Source records
■ ■ ■ ■ ■

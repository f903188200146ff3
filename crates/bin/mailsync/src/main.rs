//! Main entrypoint: the sync engine server and its operator CLI.

use std::collections::BTreeSet;
use std::sync::Arc;
use std::sync::atomic::AtomicUsize;
use std::time::Duration;

use clap::{Parser, Subcommand};
use color_eyre::eyre::{Result, eyre};

use account_registry::{AccountPatch, Registry};
use config_core::EngineConfig;
use kv_store::Store;
use secret_store::SecretVault;
use settings_store::Settings;
use supervisor::{Metrics, Supervisor, WorkerContext, WorkerSpec};

/// `User-Agent` sent on webhook deliveries.
const USER_AGENT: &str = concat!(
    "mailsync/",
    env!("CARGO_PKG_VERSION"),
    " (+https://github.com/mailsync/mailsync)"
);

/// Key of the persisted token records hash.
const TOKENS_KEY: &str = "tokens";

/// Settings entry holding the admin password hash.
const ADMIN_PASSWORD_KEY: &str = "adminPassword";

/// Idle poll interval of queue consumers.
const CONSUMER_POLL_INTERVAL: Duration = Duration::from_secs(1);

/// Delayed-to-pending promoter period.
const PROMOTER_INTERVAL: Duration = Duration::from_secs(1);

/// Webhook delivery timeout.
const WEBHOOK_TIMEOUT: Duration = Duration::from_secs(30);

/// OAuth2 access-token expiry tolerance.
const OAUTH2_EXPIRY_TOLERANCE: Duration = Duration::from_secs(60);

#[derive(Debug, Parser)]
#[command(name = "mailsync", version, about = "Multi-tenant email sync engine")]
struct Cli {
    /// Subcommand; none starts the server.
    #[command(subcommand)]
    command: Option<Command>,
}

#[derive(Debug, Subcommand)]
enum Command {
    /// Re-encrypt stored credentials with a new encryption secret.
    Encrypt {
        /// The new encryption secret.
        #[arg(long)]
        secret: String,
    },

    /// Iterate persisted state for diagnostics.
    Scan,

    /// Set the admin password.
    Password {
        /// The password; generated when omitted.
        #[arg(long)]
        password: Option<String>,

        /// Print the base64url fingerprint of the stored hash.
        #[arg(long)]
        hash: bool,
    },

    /// Manage API tokens.
    Tokens {
        #[command(subcommand)]
        command: TokensCommand,
    },

    /// Print the version.
    Version,
}

#[derive(Debug, Subcommand)]
enum TokensCommand {
    /// Issue a new token.
    Issue {
        /// Scopes; any of `*`, `api`, `metrics`. Repeatable.
        #[arg(long = "scope", default_value = "*")]
        scopes: Vec<String>,

        /// Free-form description.
        #[arg(long, default_value = "")]
        description: String,
    },

    /// Export a token record as base64url MessagePack.
    Export {
        /// Token id.
        id: String,
    },

    /// Import a previously exported token record.
    Import {
        /// The exported data.
        data: String,
    },
}

#[tokio::main]
async fn main() -> Result<()> {
    color_eyre::install()?;
    tracing_subscriber::fmt::init();

    let cli = Cli::parse();
    let config = EngineConfig::from_env()?;

    match cli.command {
        None => serve(config).await,
        Some(Command::Encrypt { secret }) => encrypt(config, &secret).await,
        Some(Command::Scan) => scan(config).await,
        Some(Command::Password { password, hash }) => password_cmd(config, password, hash).await,
        Some(Command::Tokens { command }) => tokens(config, command).await,
        Some(Command::Version) => {
            println!("mailsync {}", env!("CARGO_PKG_VERSION"));
            Ok(())
        }
    }
}

/// Open the store configured in the environment.
async fn open_store(config: &EngineConfig) -> Result<Store> {
    Ok(Store::open(kv_store::Params {
        prefix: config.kv_prefix.clone(),
        snapshot_path: config.state_path.clone(),
    })
    .await?)
}

/// Start the engine and run until SIGTERM/SIGINT.
async fn serve(config: EngineConfig) -> Result<()> {
    let store = open_store(&config).await?;
    let vault = SecretVault::new(config.encryption_secret.as_deref());
    let registry = Registry::new(store.clone(), vault);
    let settings = Settings::new(store.clone());

    if let Some(secret) = &config.service_secret {
        settings.set("serviceSecret", secret).await?;
    } else {
        settings.service_secret().await?;
    }
    let queue_keep = settings.queue_keep().await?;
    let max_log_lines = Arc::new(AtomicUsize::new(settings.max_log_lines().await?));

    let queue_params = queue_engine::Params {
        lease: config.queue_lease,
        queue_keep,
    };
    let notify_queue = queue_engine::QueueEngine::new(
        store.clone(),
        queue_engine::QueueName::Notify,
        queue_params.clone(),
    );
    let submit_queue = queue_engine::QueueEngine::new(
        store.clone(),
        queue_engine::QueueName::Submit,
        queue_params,
    );

    let refresher = match oauth2_providers()? {
        Some(providers) => Some(Arc::new(oauth2_refresh::Refresher::new(
            providers,
            OAUTH2_EXPIRY_TOLERANCE,
        )?)),
        None => None,
    };

    let imap_params = imap_worker::Params {
        store: store.clone(),
        registry: registry.clone(),
        notify_queue: notify_queue.clone(),
        submit_queue: submit_queue.clone(),
        connector: Arc::new(imap_driver::ImapDriver::default()),
        refresher,
        max_log_lines,
    };
    let submit_params = submit_worker::Params {
        store: store.clone(),
        submit_queue: submit_queue.clone(),
        notify_queue: notify_queue.clone(),
        poll_interval: CONSUMER_POLL_INTERVAL,
        promoter_interval: PROMOTER_INTERVAL,
    };
    let notify_params = notify_worker::Params {
        notify_queue: notify_queue.clone(),
        settings: settings.clone(),
        user_agent: USER_AGENT.to_string(),
        http: reqwest::Client::builder()
            .timeout(WEBHOOK_TIMEOUT)
            .build()?,
        poll_interval: CONSUMER_POLL_INTERVAL,
        promoter_interval: PROMOTER_INTERVAL,
    };

    let workers = vec![
        WorkerSpec {
            kind: "imap".to_string(),
            count: config.imap_workers,
            assignable: true,
            factory: Arc::new(move |ctx: WorkerContext| {
                let params = imap_params.clone();
                Box::pin(imap_worker::run(ctx, params))
            }),
        },
        WorkerSpec {
            kind: "submit".to_string(),
            count: config.submit_workers,
            assignable: false,
            factory: Arc::new(move |ctx: WorkerContext| {
                let params = submit_params.clone();
                Box::pin(submit_worker::run(ctx, params))
            }),
        },
        WorkerSpec {
            kind: "notify".to_string(),
            count: config.notify_workers,
            assignable: false,
            factory: Arc::new(move |ctx: WorkerContext| {
                let params = notify_params.clone();
                Box::pin(notify_worker::run(ctx, params))
            }),
        },
    ];

    let metrics = Arc::new(Metrics::new(store.clone(), config.metrics_retention_days));
    let supervisor = Supervisor::new(supervisor::Params {
        store,
        registry,
        metrics,
        workers,
        rpc_timeout: config.rpc_timeout,
    });

    let (shutdown_tx, shutdown_rx) = tokio::sync::watch::channel(false);
    tokio::spawn(async move {
        wait_for_signal().await;
        tracing::info!("shutdown signal received, closing");
        let _ = shutdown_tx.send(true);
    });

    tracing::info!(
        imap_workers = config.imap_workers,
        submit_workers = config.submit_workers,
        notify_workers = config.notify_workers,
        "mailsync starting"
    );
    supervisor.run(shutdown_rx).await?;
    Ok(())
}

/// Wait for SIGINT or SIGTERM.
async fn wait_for_signal() {
    let ctrl_c = tokio::signal::ctrl_c();
    #[cfg(unix)]
    {
        let mut sigterm = match tokio::signal::unix::signal(tokio::signal::unix::SignalKind::terminate())
        {
            Ok(sigterm) => sigterm,
            Err(err) => {
                tracing::error!(%err, "SIGTERM handler install failed");
                let _ = ctrl_c.await;
                return;
            }
        };
        tokio::select! {
            _ = ctrl_c => {}
            _ = sigterm.recv() => {}
        }
    }
    #[cfg(not(unix))]
    {
        let _ = ctrl_c.await;
    }
}

/// Optional OAuth2 provider configs from `MAILSYNC_OAUTH2_PROVIDERS`
/// (JSON array of `{provider, clientId, clientSecret?, tokenUrl}`).
fn oauth2_providers() -> Result<Option<Vec<oauth2_refresh::ProviderConfig>>> {
    let Some(raw) = envfury::maybe::<String>("MAILSYNC_OAUTH2_PROVIDERS")? else {
        return Ok(None);
    };

    #[derive(serde::Deserialize)]
    #[serde(rename_all = "camelCase")]
    struct RawProvider {
        provider: String,
        client_id: String,
        #[serde(default)]
        client_secret: Option<String>,
        token_url: String,
    }

    let parsed: Vec<RawProvider> = serde_json::from_str(&raw)?;
    Ok(Some(
        parsed
            .into_iter()
            .map(|p| oauth2_refresh::ProviderConfig {
                provider: p.provider,
                client_id: p.client_id,
                client_secret: p.client_secret,
                token_url: p.token_url,
            })
            .collect(),
    ))
}

/// Re-encrypt every stored credential with a new secret.
async fn encrypt(config: EngineConfig, new_secret: &str) -> Result<()> {
    let store = open_store(&config).await?;
    let old_registry = Registry::new(
        store.clone(),
        SecretVault::new(config.encryption_secret.as_deref()),
    );
    let new_registry = Registry::new(store, SecretVault::new(Some(new_secret)));

    let mut rotated = 0usize;
    for id in old_registry.ids().await? {
        let Some(account) = old_registry.load(&id).await? else {
            continue;
        };
        let Some(credentials) = account.credentials else {
            continue;
        };
        new_registry
            .update(
                &id,
                AccountPatch {
                    credentials: Some(credentials),
                    ..Default::default()
                },
            )
            .await?;
        rotated += 1;
    }

    println!("re-encrypted credentials for {rotated} accounts");
    println!("restart the server with the new MAILSYNC_ENCRYPTION_SECRET");
    Ok(())
}

/// Print every live key with its kind.
async fn scan(config: EngineConfig) -> Result<()> {
    let store = open_store(&config).await?;
    for (key, kind) in store.scan_keys().await? {
        println!("{kind:8} {key}");
    }
    Ok(())
}

/// Set (or generate) the admin password.
async fn password_cmd(
    config: EngineConfig,
    password: Option<String>,
    print_hash: bool,
) -> Result<()> {
    let store = open_store(&config).await?;
    let settings = Settings::new(store);

    let (password, generated) = match password {
        Some(password) => (password, false),
        None => (api_tokens::generate_password(), true),
    };

    let stored = api_tokens::hash_password(&password)?;
    settings.set(ADMIN_PASSWORD_KEY, &stored).await?;

    if generated {
        println!("{password}");
    }
    if print_hash {
        println!("{}", api_tokens::hash_fingerprint(&stored));
    }
    Ok(())
}

/// Token management.
async fn tokens(config: EngineConfig, command: TokensCommand) -> Result<()> {
    let store = open_store(&config).await?;

    match command {
        TokensCommand::Issue {
            scopes,
            description,
        } => {
            let scopes: BTreeSet<api_tokens::Scope> = scopes
                .iter()
                .map(|scope| scope.parse())
                .collect::<Result<_, _>>()?;

            let issued = api_tokens::issue(scopes, description);
            let encoded = rmp_serde::to_vec_named(&issued.record)?;
            store
                .hash_set(TOKENS_KEY, &issued.record.id, encoded)
                .await?;

            println!("id:  {}", issued.record.id);
            println!("key: {}", issued.key);
        }
        TokensCommand::Export { id } => {
            let raw = store
                .hash_get(TOKENS_KEY, &id)
                .await?
                .ok_or_else(|| eyre!("no token with id {id}"))?;
            let record: api_tokens::TokenRecord = rmp_serde::from_slice(&raw)?;
            println!("{}", api_tokens::export(&record)?);
        }
        TokensCommand::Import { data } => {
            let record = api_tokens::import(&data)?;
            let encoded = rmp_serde::to_vec_named(&record)?;
            store.hash_set(TOKENS_KEY, &record.id, encoded).await?;
            println!("imported token {}", record.id);
        }
    }
    Ok(())
}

■ ■ ■ ■ ■

Task — Tally each line in the data that holds the word "server"; write only the total.

Reply — 3